Problem: Count the lines below that include the word "damping", then give that number and no other words.

Entries supplied:
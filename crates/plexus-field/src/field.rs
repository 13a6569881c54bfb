//! The particle field simulation.

use plexus_core::{Attraction, FieldParams, ParticleColor};
use rand::Rng;

use crate::color::{Rgb, hsl_to_rgb};
use crate::edges::{self, Edge};
use crate::geometry::{Point, Size};
use crate::particle::Particle;
use crate::surface::{Glow, Stroke, Surface};

/// A fixed set of drifting particles joined by proximity edges.
#[derive(Debug, Clone)]
pub struct ParticleField {
    params: FieldParams,
    /// Bounds used by the wrap rule, updated on resize.
    bounds: Size,
    particles: Vec<Particle>,
    /// Edges for the current positions, rebuilt on every update.
    edges: Vec<Edge>,
    /// Last known pointer position, `None` until the pointer first moves.
    pointer: Option<Point>,
}

impl ParticleField {
    /// Spawn `params.count_of(bounds.width)` particles inside `bounds`.
    pub fn init<R: Rng + ?Sized>(params: FieldParams, bounds: Size, rng: &mut R) -> Self {
        let count = params.count_of(bounds.width);
        let particles = (0..count)
            .map(|_| Particle::spawn(rng, bounds, &params))
            .collect();
        tracing::debug!(
            count,
            width = bounds.width,
            height = bounds.height,
            "particle field initialized"
        );
        Self::from_particles(params, bounds, particles)
    }

    /// Build a field around existing particles.
    pub fn from_particles(params: FieldParams, bounds: Size, particles: Vec<Particle>) -> Self {
        let mut field = Self {
            params,
            bounds,
            particles,
            edges: Vec::new(),
            pointer: None,
        };
        field.rebuild_edges();
        field
    }

    pub fn params(&self) -> &FieldParams {
        &self.params
    }

    pub fn bounds(&self) -> Size {
        self.bounds
    }

    pub fn particles(&self) -> &[Particle] {
        &self.particles
    }

    pub fn edges(&self) -> &[Edge] {
        &self.edges
    }

    pub fn pointer(&self) -> Option<Point> {
        self.pointer
    }

    /// Store new surface bounds.
    ///
    /// Particles are left where they are; any now outside the bounds wrap on
    /// their next update.
    pub fn resize(&mut self, bounds: Size) {
        if bounds != self.bounds {
            tracing::debug!(width = bounds.width, height = bounds.height, "field resized");
            self.bounds = bounds;
        }
    }

    /// Record the pointer position for the next update.
    pub fn set_pointer(&mut self, position: Point) {
        self.pointer = Some(position);
    }

    /// Forget the pointer, e.g. when it leaves the surface.
    pub fn clear_pointer(&mut self) {
        self.pointer = None;
    }

    /// Advance the simulation by one tick.
    pub fn update(&mut self) {
        let attractor = self.params.attraction.zip(self.pointer);

        for particle in &mut self.particles {
            particle.advance(self.bounds);

            if let Some((attraction, pointer)) = attractor {
                attract(particle, pointer, &attraction);
            }

            if particle.speed() > self.params.speed_cap {
                particle.velocity.x *= self.params.damping;
                particle.velocity.y *= self.params.damping;
            }
        }

        self.rebuild_edges();
    }

    fn rebuild_edges(&mut self) {
        edges::connect(
            &self.particles,
            self.params.connection_distance,
            self.params.edge_opacity,
            &mut self.edges,
        );
    }

    /// Render edges, then particles on top of them.
    pub fn draw<S: Surface + ?Sized>(&self, surface: &mut S) {
        surface.clear();

        let (r, g, b) = self.params.edge_color;
        let edge_rgb = Rgb(r, g, b);
        for edge in &self.edges {
            surface.stroke_line(
                self.particles[edge.a].position,
                self.particles[edge.b].position,
                Stroke {
                    color: edge_rgb.alpha(edge.opacity),
                    width: self.params.edge_width,
                },
            );
        }

        for particle in &self.particles {
            let rgb = self.particle_rgb(particle);
            surface.fill_glow(
                particle.position,
                Glow {
                    color: rgb.alpha(particle.opacity),
                    radius: particle.radius,
                    fade_radius: particle.radius * self.params.glow_scale,
                },
            );
        }
    }

    fn particle_rgb(&self, particle: &Particle) -> Rgb {
        match (particle.hue, self.params.color) {
            (Some(hue), _) => hsl_to_rgb(hue, 1.0, 0.6),
            (None, ParticleColor::Fixed(r, g, b)) => Rgb(r, g, b),
            (None, ParticleColor::Hue { min, .. }) => hsl_to_rgb(min, 1.0, 0.6),
        }
    }
}

/// Nudge `particle` toward `pointer`, harder the closer it is.
fn attract(particle: &mut Particle, pointer: Point, attraction: &Attraction) {
    let offset = pointer - particle.position;
    let distance = offset.length();
    if distance < attraction.radius {
        let force = (attraction.radius - distance) / attraction.radius * attraction.strength;
        particle.velocity.x += offset.x * force * attraction.scale;
        particle.velocity.y += offset.y * force * attraction.scale;
    }
}
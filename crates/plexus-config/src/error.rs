use std::fmt;
use std::path::PathBuf;

#[derive(Debug)]
pub enum ConfigError {
    Io(PathBuf, std::io::Error),
    Parse(toml::de::Error),
    Serialize(toml::ser::Error),
    NoConfigDir,
}

impl fmt::Display for ConfigError {
    fn fmt(&self, f: &mut fmt::Formatter<'_>) -> fmt::Result {
        match self {
            ConfigError::Io(path, e) => write!(f, "{}: {e}", path.display()),
            ConfigError::Parse(e) => write!(f, "invalid config: {e}"),
            ConfigError::Serialize(e) => write!(f, "could not encode config: {e}"),
            ConfigError::NoConfigDir => write!(f, "no config directory for this platform"),
        }
    }
}

impl std::error::Error for ConfigError {
    fn source(&self) -> Option<&(dyn std::error::Error + 'static)> {
        match self {
            ConfigError::Io(_, e) => Some(e),
            ConfigError::Parse(e) => Some(e),
            ConfigError::Serialize(e) => Some(e),
            ConfigError::NoConfigDir => None,
        }
    }
}

impl From<toml::de::Error> for ConfigError {
    fn from(e: toml::de::Error) -> Self {
        ConfigError::Parse(e)
    }
}

impl From<toml::ser::Error> for ConfigError {
    fn from(e: toml::ser::Error) -> Self {
        ConfigError::Serialize(e)
    }
}

pub type Result<T> = std::result::Result<T, ConfigError>;
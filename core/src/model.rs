//! Model schemas: explicit, ordered registration of fields on a table.
//!
//! A [`ModelSchema`] is built once with [`ModelSchema::builder`] and is
//! read-only afterwards, so it can be shared freely across threads. Field
//! order is registration order and becomes column order.
//!
//! # Example
//!
//! ```
//! use std::sync::OnceLock;
//! use ormlet_core::{Field, Model, ModelSchema};
//!
//! struct Question;
//!
//! impl Model for Question {
//!     fn schema() -> &'static ModelSchema {
//!         static SCHEMA: OnceLock<ModelSchema> = OnceLock::new();
//!         SCHEMA.get_or_init(|| {
//!             ModelSchema::builder("question")
//!                 .field("id", Field::primary_key())
//!                 .field("question_text", Field::char(200))
//!                 .field("pub_date", Field::datetime())
//!                 .build()
//!         })
//!     }
//! }
//!
//! struct Choice;
//!
//! impl Model for Choice {
//!     fn schema() -> &'static ModelSchema {
//!         static SCHEMA: OnceLock<ModelSchema> = OnceLock::new();
//!         SCHEMA.get_or_init(|| {
//!             ModelSchema::builder("choice")
//!                 .field("question", Field::foreign_key(Question::model_ref()))
//!                 .field("choice_text", Field::char(200))
//!                 .field("votes", Field::integer())
//!                 .build()
//!         })
//!     }
//! }
//!
//! let ddl = Choice::schema().create_table_sql().unwrap();
//! assert_eq!(
//!     ddl[0],
//!     "CREATE TABLE choice (id INTEGER NOT NULL PRIMARY KEY, \
//!      question INTEGER NOT NULL REFERENCES question (id), \
//!      choice_text CHAR(200), votes INTEGER)"
//! );
//! ```

use std::fmt;
use std::sync::Arc;

use crate::error::Result;
use crate::field::{Field, FieldType};
use crate::metadata::{FieldInfo, ModelInfo, RelationInfo, RelationKind};
use crate::record::Record;

/// Column assumed to be the key of a model that registers no primary key.
pub const DEFAULT_PRIMARY_KEY: &str = "id";

/// A handle to a model schema, used by relationship fields and records.
///
/// Resolution happens on use, not on construction, so a foreign key may
/// point at a model whose schema is only initialized later (including the
/// model that declares it).
#[derive(Clone)]
pub enum ModelRef {
    /// Resolved through a static accessor, usually [`Model::schema`].
    Deferred(fn() -> &'static ModelSchema),
    /// An already built schema, e.g. one assembled from a manifest.
    Shared(Arc<ModelSchema>),
}

impl ModelRef {
    /// Refers to the schema of a statically declared model.
    pub fn of<M: Model>() -> Self {
        ModelRef::Deferred(M::schema)
    }

    pub fn resolve(&self) -> &ModelSchema {
        match self {
            ModelRef::Deferred(schema) => schema(),
            ModelRef::Shared(schema) => schema.as_ref(),
        }
    }

    pub fn table_name(&self) -> &str {
        self.resolve().table_name()
    }
}

// Only the table name: printing the whole schema would recurse through
// self-referencing foreign keys.
impl fmt::Debug for ModelRef {
    fn fmt(&self, f: &mut fmt::Formatter<'_>) -> fmt::Result {
        f.debug_tuple("ModelRef").field(&self.table_name()).finish()
    }
}

/// Two references are equal when they name the same table.
impl PartialEq for ModelRef {
    fn eq(&self, other: &Self) -> bool {
        self.table_name() == other.table_name()
    }
}

impl Eq for ModelRef {}

impl From<ModelSchema> for ModelRef {
    fn from(schema: ModelSchema) -> Self {
        ModelRef::Shared(Arc::new(schema))
    }
}

impl From<Arc<ModelSchema>> for ModelRef {
    fn from(schema: Arc<ModelSchema>) -> Self {
        ModelRef::Shared(schema)
    }
}

impl From<&ModelRef> for ModelRef {
    fn from(model: &ModelRef) -> Self {
        model.clone()
    }
}

/// A statically declared model.
///
/// Implementors return a schema that lives for the whole program, typically
/// from a `OnceLock`. See the [module documentation](self) for an example.
pub trait Model {
    fn schema() -> &'static ModelSchema;

    fn model_ref() -> ModelRef
    where
        Self: Sized,
    {
        ModelRef::Deferred(Self::schema)
    }

    /// An empty row of this model.
    fn record() -> Record
    where
        Self: Sized,
    {
        Record::new(Self::model_ref())
    }
}

/// The join table backing a many-to-many field.
#[derive(Debug, Clone, PartialEq, Eq)]
pub struct JoinTable {
    /// Table name, `<owner>_<target>`.
    pub name: String,
    pub owner_table: String,
    /// Join column holding the owner's key.
    pub owner_column: String,
    pub owner_key: String,
    pub target_table: String,
    /// Join column holding the target's key.
    pub target_column: String,
    pub target_key: String,
}

impl JoinTable {
    fn new(owner: &ModelSchema, target: &ModelSchema) -> Self {
        let owner_table = owner.table_name().to_string();
        let target_table = target.table_name().to_string();
        let (owner_column, target_column) = if owner_table == target_table {
            (format!("from_{owner_table}_id"), format!("to_{target_table}_id"))
        } else {
            (format!("{owner_table}_id"), format!("{target_table}_id"))
        };
        Self {
            name: format!("{owner_table}_{target_table}"),
            owner_column,
            owner_key: owner.primary_key_name().to_string(),
            target_column,
            target_key: target.primary_key_name().to_string(),
            owner_table,
            target_table,
        }
    }

    pub fn create_sql(&self) -> String {
        format!(
            "CREATE TABLE {name} ({oc} INTEGER NOT NULL REFERENCES {ot} ({ok}), \
             {tc} INTEGER NOT NULL REFERENCES {tt} ({tk}), PRIMARY KEY ({oc}, {tc}))",
            name = self.name,
            oc = self.owner_column,
            ot = self.owner_table,
            ok = self.owner_key,
            tc = self.target_column,
            tt = self.target_table,
            tk = self.target_key,
        )
    }

    pub fn drop_sql(&self) -> String {
        format!("DROP TABLE {}", self.name)
    }
}

/// A table and its ordered fields.
#[derive(Debug, Clone)]
pub struct ModelSchema {
    table: String,
    fields: Vec<Field>,
}

impl ModelSchema {
    pub fn builder(table: impl Into<String>) -> ModelSchemaBuilder {
        ModelSchemaBuilder {
            table: table.into(),
            fields: Vec::new(),
        }
    }

    pub fn table_name(&self) -> &str {
        &self.table
    }

    /// All fields in registration order, relations included.
    pub fn fields(&self) -> &[Field] {
        &self.fields
    }

    pub fn field(&self, name: &str) -> Option<&Field> {
        self.fields.iter().find(|f| f.name() == Some(name))
    }

    pub fn primary_key(&self) -> Option<&Field> {
        self.fields.iter().find(|f| f.is_primary_key())
    }

    /// Name of the key column, [`DEFAULT_PRIMARY_KEY`] if none is registered.
    pub fn primary_key_name(&self) -> &str {
        self.primary_key()
            .and_then(Field::name)
            .unwrap_or(DEFAULT_PRIMARY_KEY)
    }

    /// Fields stored as columns of this table, in column order.
    pub fn columns(&self) -> impl Iterator<Item = &Field> {
        self.fields.iter().filter(|f| f.has_column())
    }

    pub fn column_names(&self) -> Vec<&str> {
        self.columns().filter_map(Field::name).collect()
    }

    pub fn many_to_many(&self) -> impl Iterator<Item = &Field> {
        self.fields.iter().filter(|f| !f.has_column())
    }

    /// Join table of the many-to-many field `field`, if it is one.
    pub fn join_table(&self, field: &str) -> Option<JoinTable> {
        match self.field(field)?.field_type() {
            FieldType::ManyToMany { to } => Some(JoinTable::new(self, to.resolve())),
            _ => None,
        }
    }

    pub fn join_tables(&self) -> Vec<JoinTable> {
        self.many_to_many()
            .filter_map(|f| match f.field_type() {
                FieldType::ManyToMany { to } => Some(JoinTable::new(self, to.resolve())),
                _ => None,
            })
            .collect()
    }

    /// `CREATE TABLE` for this model followed by one per join table.
    ///
    /// # Errors
    ///
    /// Propagates [`Field::create_sql`] failures.
    pub fn create_table_sql(&self) -> Result<Vec<String>> {
        let columns = self
            .columns()
            .map(Field::create_sql)
            .collect::<Result<Vec<_>>>()?;

        let mut statements = vec![format!(
            "CREATE TABLE {} ({})",
            self.table,
            columns.join(", ")
        )];
        statements.extend(self.join_tables().iter().map(JoinTable::create_sql));
        Ok(statements)
    }

    /// `DROP TABLE` for every join table, then for this model.
    pub fn drop_table_sql(&self) -> Vec<String> {
        let mut statements: Vec<String> =
            self.join_tables().iter().map(JoinTable::drop_sql).collect();
        statements.push(format!("DROP TABLE {}", self.table));
        statements
    }

    /// Field metadata for building request/response schemas.
    pub fn metadata(&self) -> ModelInfo {
        let fields = self
            .fields
            .iter()
            .map(|field| {
                let name = field.name().unwrap_or_default().to_string();
                let relation = match field.field_type() {
                    FieldType::ForeignKey { to } => Some(RelationInfo {
                        kind: RelationKind::ForeignKey,
                        target: to.table_name().to_string(),
                        join_table: None,
                    }),
                    FieldType::ManyToMany { .. } => {
                        self.join_table(&name).map(|join| RelationInfo {
                            kind: RelationKind::ManyToMany,
                            target: join.target_table,
                            join_table: Some(join.name),
                        })
                    }
                    _ => None,
                };
                FieldInfo {
                    kind: field.field_type().kind_name().to_string(),
                    column_type: field.column_type(),
                    nullable: field.is_nullable(),
                    primary_key: field.is_primary_key(),
                    max_length: field.field_type().max_length(),
                    relation,
                    name,
                }
            })
            .collect();

        ModelInfo {
            table: self.table.clone(),
            fields,
        }
    }
}

/// Registers fields on a table in order.
#[derive(Debug)]
pub struct ModelSchemaBuilder {
    table: String,
    fields: Vec<Field>,
}

impl ModelSchemaBuilder {
    /// Appends a field, binding `name` as its column name.
    pub fn field(mut self, name: impl Into<String>, field: Field) -> Self {
        self.fields.push(field.with_name(name));
        self
    }

    /// Finishes the schema. A model that registered no primary key gets an
    /// implicit `id` key as its first column.
    pub fn build(mut self) -> ModelSchema {
        if !self.fields.iter().any(Field::is_primary_key) {
            self.fields
                .insert(0, Field::primary_key().with_name(DEFAULT_PRIMARY_KEY));
        }
        ModelSchema {
            table: self.table,
            fields: self.fields,
        }
    }
}
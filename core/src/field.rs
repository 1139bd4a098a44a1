//! Field type definitions and SQL rendering.
//!
//! A [`Field`] describes one column: its [`FieldType`] decides the SQL column
//! type, which runtime values it accepts, how those values are rendered as
//! inline SQL literals and how they are converted to and from the storage
//! representation handed to the driver.
//!
//! # Examples
//!
//! ```
//! use ormlet_core::{Field, Value};
//!
//! let mut title = Field::char(4);
//! title.set_name("title");
//! assert_eq!(title.create_sql().unwrap(), "title CHAR(4)");
//! assert_eq!(title.sql_format(&Value::from("test")).unwrap(), "'test'");
//! assert!(title.sql_format(&Value::from("test_ex")).is_err());
//! ```

use chrono::{NaiveDate, NaiveDateTime};

use crate::error::{FieldError, Result};
use crate::model::ModelRef;
use crate::validate::is_valid_email;
use crate::value::{DATE_FORMAT, DATETIME_FORMAT, Value};

/// The closed set of column kinds.
///
/// Relationship variants hold a [`ModelRef`] to their target, which is only
/// resolved when SQL is rendered.
#[derive(Debug, Clone)]
pub enum FieldType {
    /// Store-assigned integer key.
    PrimaryKey,
    /// 64-bit integer.
    Integer,
    /// Double precision float.
    Float,
    /// Fixed-width text.
    Char { max_length: usize },
    /// Bounded variable-width text.
    Varchar { max_length: usize },
    /// Unbounded text.
    Text,
    /// Bounded text that must be an email address.
    Email { max_length: usize },
    /// Calendar date.
    Date,
    /// Date and time.
    Datetime,
    /// Many-to-one reference to another model's primary key.
    ForeignKey { to: ModelRef },
    /// Relation stored in a join table.
    ManyToMany { to: ModelRef },
    /// Any other column type, with no validation.
    Custom { column_type: String },
}

impl FieldType {
    /// SQL column type, or `None` for relations that own no column.
    ///
    /// Foreign keys look up the target's table and primary key on every call.
    pub fn column_type(&self) -> Option<String> {
        let column_type = match self {
            FieldType::PrimaryKey => "INTEGER NOT NULL PRIMARY KEY".to_string(),
            FieldType::Integer => "INTEGER".to_string(),
            FieldType::Float => "DOUBLE".to_string(),
            FieldType::Char { max_length } => format!("CHAR({max_length})"),
            FieldType::Varchar { max_length } | FieldType::Email { max_length } => {
                format!("VARCHAR({max_length})")
            }
            FieldType::Text => "TEXT".to_string(),
            FieldType::Date => "DATE".to_string(),
            FieldType::Datetime => "DATETIME".to_string(),
            FieldType::ForeignKey { to } => {
                let target = to.resolve();
                format!(
                    "INTEGER NOT NULL REFERENCES {} ({})",
                    target.table_name(),
                    target.primary_key_name()
                )
            }
            FieldType::ManyToMany { .. } => return None,
            FieldType::Custom { column_type } => column_type.clone(),
        };
        Some(column_type)
    }

    /// Stable snake_case name of the variant, used in metadata and manifests.
    pub fn kind_name(&self) -> &'static str {
        match self {
            FieldType::PrimaryKey => "primary_key",
            FieldType::Integer => "integer",
            FieldType::Float => "float",
            FieldType::Char { .. } => "char",
            FieldType::Varchar { .. } => "varchar",
            FieldType::Text => "text",
            FieldType::Email { .. } => "email",
            FieldType::Date => "date",
            FieldType::Datetime => "datetime",
            FieldType::ForeignKey { .. } => "foreign_key",
            FieldType::ManyToMany { .. } => "many_to_many",
            FieldType::Custom { .. } => "custom",
        }
    }

    pub fn max_length(&self) -> Option<usize> {
        match self {
            FieldType::Char { max_length }
            | FieldType::Varchar { max_length }
            | FieldType::Email { max_length } => Some(*max_length),
            _ => None,
        }
    }

    /// Target model of a relationship variant.
    pub fn target(&self) -> Option<&ModelRef> {
        match self {
            FieldType::ForeignKey { to } | FieldType::ManyToMany { to } => Some(to),
            _ => None,
        }
    }

    /// Scalar columns may be marked `NOT NULL` explicitly; keys already are.
    fn is_scalar(&self) -> bool {
        !matches!(
            self,
            FieldType::PrimaryKey | FieldType::ForeignKey { .. } | FieldType::ManyToMany { .. }
        )
    }
}

/// A typed column descriptor.
///
/// Fields are created unnamed and bound to a column name when registered on a
/// [`ModelSchema`](crate::ModelSchema). Rendering is a pure function of the
/// field and its argument.
#[derive(Debug, Clone)]
pub struct Field {
    name: Option<String>,
    field_type: FieldType,
    nullable: bool,
}

impl Field {
    /// Creates an unnamed field. Scalars are nullable; keys and relations are not.
    pub fn new(field_type: FieldType) -> Self {
        let nullable = field_type.is_scalar();
        Self {
            name: None,
            field_type,
            nullable,
        }
    }

    pub fn primary_key() -> Self {
        Self::new(FieldType::PrimaryKey)
    }

    pub fn integer() -> Self {
        Self::new(FieldType::Integer)
    }

    pub fn float() -> Self {
        Self::new(FieldType::Float)
    }

    pub fn char(max_length: usize) -> Self {
        Self::new(FieldType::Char { max_length })
    }

    pub fn varchar(max_length: usize) -> Self {
        Self::new(FieldType::Varchar { max_length })
    }

    pub fn text() -> Self {
        Self::new(FieldType::Text)
    }

    pub fn email(max_length: usize) -> Self {
        Self::new(FieldType::Email { max_length })
    }

    pub fn date() -> Self {
        Self::new(FieldType::Date)
    }

    pub fn datetime() -> Self {
        Self::new(FieldType::Datetime)
    }

    pub fn foreign_key(to: impl Into<ModelRef>) -> Self {
        Self::new(FieldType::ForeignKey { to: to.into() })
    }

    pub fn many_to_many(to: impl Into<ModelRef>) -> Self {
        Self::new(FieldType::ManyToMany { to: to.into() })
    }

    pub fn custom(column_type: impl Into<String>) -> Self {
        Self::new(FieldType::Custom {
            column_type: column_type.into(),
        })
    }

    /// Marks a scalar column `NOT NULL` and rejects `NULL` values.
    pub fn not_null(mut self) -> Self {
        self.nullable = false;
        self
    }

    /// Binds the column name, consuming the field.
    pub fn with_name(mut self, name: impl Into<String>) -> Self {
        self.set_name(name);
        self
    }

    pub fn set_name(&mut self, name: impl Into<String>) {
        self.name = Some(name.into());
    }

    pub fn name(&self) -> Option<&str> {
        self.name.as_deref()
    }

    pub fn field_type(&self) -> &FieldType {
        &self.field_type
    }

    pub fn is_nullable(&self) -> bool {
        self.nullable
    }

    pub fn is_primary_key(&self) -> bool {
        matches!(self.field_type, FieldType::PrimaryKey)
    }

    /// Whether the field is stored as a column on its own table.
    pub fn has_column(&self) -> bool {
        !matches!(self.field_type, FieldType::ManyToMany { .. })
    }

    /// Full SQL column type, including an explicit `NOT NULL` on scalars.
    pub fn column_type(&self) -> Option<String> {
        let base = self.field_type.column_type()?;
        if !self.nullable && self.field_type.is_scalar() {
            Some(format!("{base} NOT NULL"))
        } else {
            Some(base)
        }
    }

    /// Column definition for `CREATE TABLE`: `"<name> <column_type>"`.
    ///
    /// # Errors
    ///
    /// [`FieldError::Unbound`] when no name is bound, [`FieldError::NoColumn`]
    /// for many-to-many fields.
    pub fn create_sql(&self) -> Result<String> {
        let name = self.name.as_deref().ok_or(FieldError::Unbound)?;
        let column_type = self.column_type().ok_or_else(|| FieldError::NoColumn {
            field: name.to_string(),
        })?;
        Ok(format!("{name} {column_type}"))
    }

    /// Renders `value` as an inline SQL literal.
    ///
    /// Numbers are bare, text and temporal values are single-quoted with
    /// embedded quotes doubled, and `NULL` is only produced for nullable
    /// fields. The value is validated first, exactly as
    /// [`serialize`](Self::serialize) does.
    pub fn sql_format(&self, value: &Value) -> Result<String> {
        Ok(literal(self.serialize(value)?))
    }

    /// Converts a runtime value into its storage form for parameter binding.
    ///
    /// # Examples
    ///
    /// ```
    /// use chrono::NaiveDate;
    /// use ormlet_core::{Field, Value};
    ///
    /// let date = NaiveDate::from_ymd_opt(2017, 7, 7).unwrap();
    /// assert_eq!(
    ///     Field::date().serialize(&Value::Date(date)).unwrap(),
    ///     Value::Text("2017-07-07".into())
    /// );
    /// assert_eq!(Field::float().serialize(&Value::Float(20.5)).unwrap(), Value::Float(20.5));
    /// ```
    pub fn serialize(&self, value: &Value) -> Result<Value> {
        if value.is_null() {
            return match self.field_type {
                FieldType::ManyToMany { .. } => Err(self.no_column()),
                _ if self.nullable => Ok(Value::Null),
                _ => Err(FieldError::NullNotAllowed {
                    field: self.label(),
                }),
            };
        }

        match (&self.field_type, value) {
            (FieldType::PrimaryKey | FieldType::Integer | FieldType::ForeignKey { .. }, Value::Integer(i)) => {
                Ok(Value::Integer(*i))
            }
            (FieldType::Float, Value::Float(f)) => self.finite(*f),
            (FieldType::Float, Value::Integer(i)) => Ok(Value::Float(*i as f64)),
            (FieldType::Char { max_length } | FieldType::Varchar { max_length }, Value::Text(s)) => {
                self.check_length(s, *max_length)?;
                Ok(Value::Text(s.clone()))
            }
            (FieldType::Email { max_length }, Value::Text(s)) => {
                self.check_length(s, *max_length)?;
                if !is_valid_email(s) {
                    return Err(FieldError::InvalidEmail {
                        field: self.label(),
                        value: s.clone(),
                    });
                }
                Ok(Value::Text(s.clone()))
            }
            (FieldType::Text, Value::Text(s)) => Ok(Value::Text(s.clone())),
            (FieldType::Date, Value::Date(d)) => Ok(Value::Text(d.format(DATE_FORMAT).to_string())),
            (FieldType::Datetime, Value::DateTime(dt)) => {
                Ok(Value::Text(dt.format(DATETIME_FORMAT).to_string()))
            }
            (FieldType::ManyToMany { .. }, _) => Err(self.no_column()),
            (FieldType::Custom { .. }, Value::Float(f)) => self.finite(*f),
            (FieldType::Custom { .. }, Value::Date(d)) => {
                Ok(Value::Text(d.format(DATE_FORMAT).to_string()))
            }
            (FieldType::Custom { .. }, Value::DateTime(dt)) => {
                Ok(Value::Text(dt.format(DATETIME_FORMAT).to_string()))
            }
            (FieldType::Custom { .. }, other) => Ok(other.clone()),
            (field_type, other) => Err(FieldError::TypeMismatch {
                field: self.label(),
                expected: expected_kind(field_type),
                found: other.kind(),
            }),
        }
    }

    /// Converts a raw column value read from storage back into a runtime value.
    pub fn deserialize(&self, raw: Value) -> Result<Value> {
        if raw.is_null() {
            return match self.field_type {
                FieldType::ManyToMany { .. } => Err(self.no_column()),
                _ => Ok(Value::Null),
            };
        }

        match (&self.field_type, raw) {
            (FieldType::PrimaryKey | FieldType::Integer | FieldType::ForeignKey { .. }, Value::Integer(i)) => {
                Ok(Value::Integer(i))
            }
            (FieldType::Float, Value::Float(f)) => Ok(Value::Float(f)),
            (FieldType::Float, Value::Integer(i)) => Ok(Value::Float(i as f64)),
            (
                FieldType::Char { .. }
                | FieldType::Varchar { .. }
                | FieldType::Email { .. }
                | FieldType::Text,
                Value::Text(s),
            ) => Ok(Value::Text(s)),
            (FieldType::Date, Value::Text(s)) => NaiveDate::parse_from_str(&s, DATE_FORMAT)
                .map(Value::Date)
                .map_err(|e| self.decode(format!("{s:?} is not a date: {e}"))),
            (FieldType::Date, Value::Date(d)) => Ok(Value::Date(d)),
            (FieldType::Datetime, Value::Text(s)) => {
                NaiveDateTime::parse_from_str(&s, DATETIME_FORMAT)
                    .map(Value::DateTime)
                    .map_err(|e| self.decode(format!("{s:?} is not a datetime: {e}")))
            }
            (FieldType::Datetime, Value::DateTime(dt)) => Ok(Value::DateTime(dt)),
            (FieldType::ManyToMany { .. }, _) => Err(self.no_column()),
            (FieldType::Custom { .. }, other) => Ok(other),
            (field_type, other) => Err(self.decode(format!(
                "expected {}, found {}",
                expected_kind(field_type),
                other.kind()
            ))),
        }
    }

    /// Name used in error messages.
    fn label(&self) -> String {
        self.name.clone().unwrap_or_else(|| "<unbound>".to_string())
    }

    fn check_length(&self, value: &str, max_length: usize) -> Result<()> {
        let length = value.chars().count();
        if length > max_length {
            return Err(FieldError::LengthExceeded {
                field: self.label(),
                max_length,
                length,
            });
        }
        Ok(())
    }

    fn finite(&self, value: f64) -> Result<Value> {
        if value.is_finite() {
            Ok(Value::Float(value))
        } else {
            Err(FieldError::NonFinite {
                field: self.label(),
                value: value.to_string(),
            })
        }
    }

    fn no_column(&self) -> FieldError {
        FieldError::NoColumn {
            field: self.label(),
        }
    }

    fn decode(&self, reason: String) -> FieldError {
        FieldError::Decode {
            field: self.label(),
            reason,
        }
    }
}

Task answer: 2